COVID-19 mortality disproportionately affects the elderly, yet the cellular and molecular factors contributing to age-related immune system remodeling remain unclear. Using SARS-CoV-derived ssRNA sequences, we modeled age-dependent immune responses in mice. Aged mice exhibited higher mortality and severe lung inflammation upon viral ssRNA challenge, mirroring clinical observations. We uncovered a pre-existing inflammatory state in aged mice, characterized by elevated baseline levels of specific immune cells and cytokines correlating with poor outcomes. Age-related immune dysfunction stemmed from impaired IRF7 signaling and defective SNARE-mediated cytokine secretion in CD11b+ cells.
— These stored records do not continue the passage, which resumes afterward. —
//! Adaptive quadrature.
//!
//! Hyperbolic decline curves have no closed-form cumulative volume for
//! general `b`, so EUR falls back to numerical integration to a caller
//! tolerance. Adaptive Simpson is exact for cubics on each panel and splits
//! only where the integrand still bends, which suits decline curves: steep
//! early, nearly flat in the tail.

use num_traits::Float;

/// Maximum recursion depth for adaptive refinement.
///
/// 40 halvings take a panel below any representable width; hitting this
/// bound means the tolerance is tighter than f64 resolution and the current
/// estimate is returned.
const MAX_DEPTH: usize = 40;

/// Integrate `f` over `[a, b]` by adaptive Simpson to absolute tolerance `tol`.
///
/// # Example
///
/// ```
/// use fiscal_core::math::integrate::adaptive_simpson;
///
/// // ∫₀¹ x² dx = 1/3
/// let v = adaptive_simpson(|x: f64| x * x, 0.0, 1.0, 1e-10);
/// assert!((v - 1.0 / 3.0).abs() < 1e-9);
/// ```
pub fn adaptive_simpson<T, F>(f: F, a: T, b: T, tol: T) -> T
where
    T: Float,
    F: Fn(T) -> T,
{
    let two = T::from(2.0).unwrap();
    let c = (a + b) / two;
    let fa = f(a);
    let fb = f(b);
    let fc = f(c);
    let whole = simpson_panel(a, b, fa, fc, fb);
    recurse(&f, a, b, fa, fb, fc, whole, tol, MAX_DEPTH)
}

/// Simpson's rule on one panel: `(b - a) / 6 * (fa + 4 fc + fb)`.
#[inline]
fn simpson_panel<T: Float>(a: T, b: T, fa: T, fc: T, fb: T) -> T {
    let four = T::from(4.0).unwrap();
    let six = T::from(6.0).unwrap();
    (b - a) / six * (fa + four * fc + fb)
}

#[allow(clippy::too_many_arguments)]
fn recurse<T, F>(f: &F, a: T, b: T, fa: T, fb: T, fc: T, whole: T, tol: T, depth: usize) -> T
where
    T: Float,
    F: Fn(T) -> T,
{
    let two = T::from(2.0).unwrap();
    let fifteen = T::from(15.0).unwrap();

    let c = (a + b) / two;
    let d = (a + c) / two;
    let e = (c + b) / two;
    let fd = f(d);
    let fe = f(e);

    let left = simpson_panel(a, c, fa, fd, fc);
    let right = simpson_panel(c, b, fc, fe, fb);
    let split = left + right;
    let err = split - whole;

    // Richardson: Simpson error shrinks 15x per halving
    if depth == 0 || err.abs() <= fifteen * tol {
        return split + err / fifteen;
    }

    let half_tol = tol / two;
    recurse(f, a, c, fa, fc, fd, left, half_tol, depth - 1)
        + recurse(f, c, b, fc, fb, fe, right, half_tol, depth - 1)
}

#[cfg(test)]
mod tests {
    use super::*;
    use approx::assert_relative_eq;

    #[test]
    fn test_polynomial_exact() {
        // Simpson is exact for cubics
        let v = adaptive_simpson(|x: f64| x * x * x, 0.0, 2.0, 1e-12);
        assert_relative_eq!(v, 4.0, epsilon = 1e-10);
    }

    #[test]
    fn test_exponential_decay() {
        // ∫₀¹⁰ e^(-x) dx = 1 - e^(-10)
        let v = adaptive_simpson(|x: f64| (-x).exp(), 0.0, 10.0, 1e-10);
        assert_relative_eq!(v, 1.0 - (-10.0_f64).exp(), epsilon = 1e-8);
    }

    #[test]
    fn test_hyperbolic_decline_shape() {
        // q(t) = qi / (1 + b*Di*t)^(1/b) with qi=100, Di=0.1, b=0.5
        // Closed form: qi / (Di*(1-b)) * (1 - (1 + b*Di*t)^(1 - 1/b))
        let (qi, di, b) = (100.0_f64, 0.1, 0.5);
        let q = |t: f64| qi / (1.0 + b * di * t).powf(1.0 / b);
        let t_end = 50.0;

        let closed =
            qi / (di * (1.0 - b)) * (1.0 - (1.0 + b * di * t_end).powf(1.0 - 1.0 / b));
        let numeric = adaptive_simpson(q, 0.0, t_end, 1e-9);
        assert_relative_eq!(numeric, closed, epsilon = 1e-6);
    }

    #[test]
    fn test_reversed_interval_is_negative() {
        let fwd = adaptive_simpson(|x: f64| x, 0.0, 1.0, 1e-10);
        let rev = adaptive_simpson(|x: f64| x, 1.0, 0.0, 1e-10);
        assert_relative_eq!(fwd, -rev, epsilon = 1e-10);
    }
}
Notably, the adoptive transfer of young CD11b+ cells to aged mice exposed to SARS-CoV2 ssRNA reduced mortality, alleviated lung inflammation, and normalized cytokine profiles. These findings provide insights into age-related immune dysregulation during viral challenges and suggest potential therapeutic strategies for severe COVID-19 in the elderly.
Keywords: IRF7; SARS‐CoV; SNARE; aging; innate immunity.
© 2025 The Author(s). Aging Cell published by Anatomical Society and John Wiley & Sons Ltd.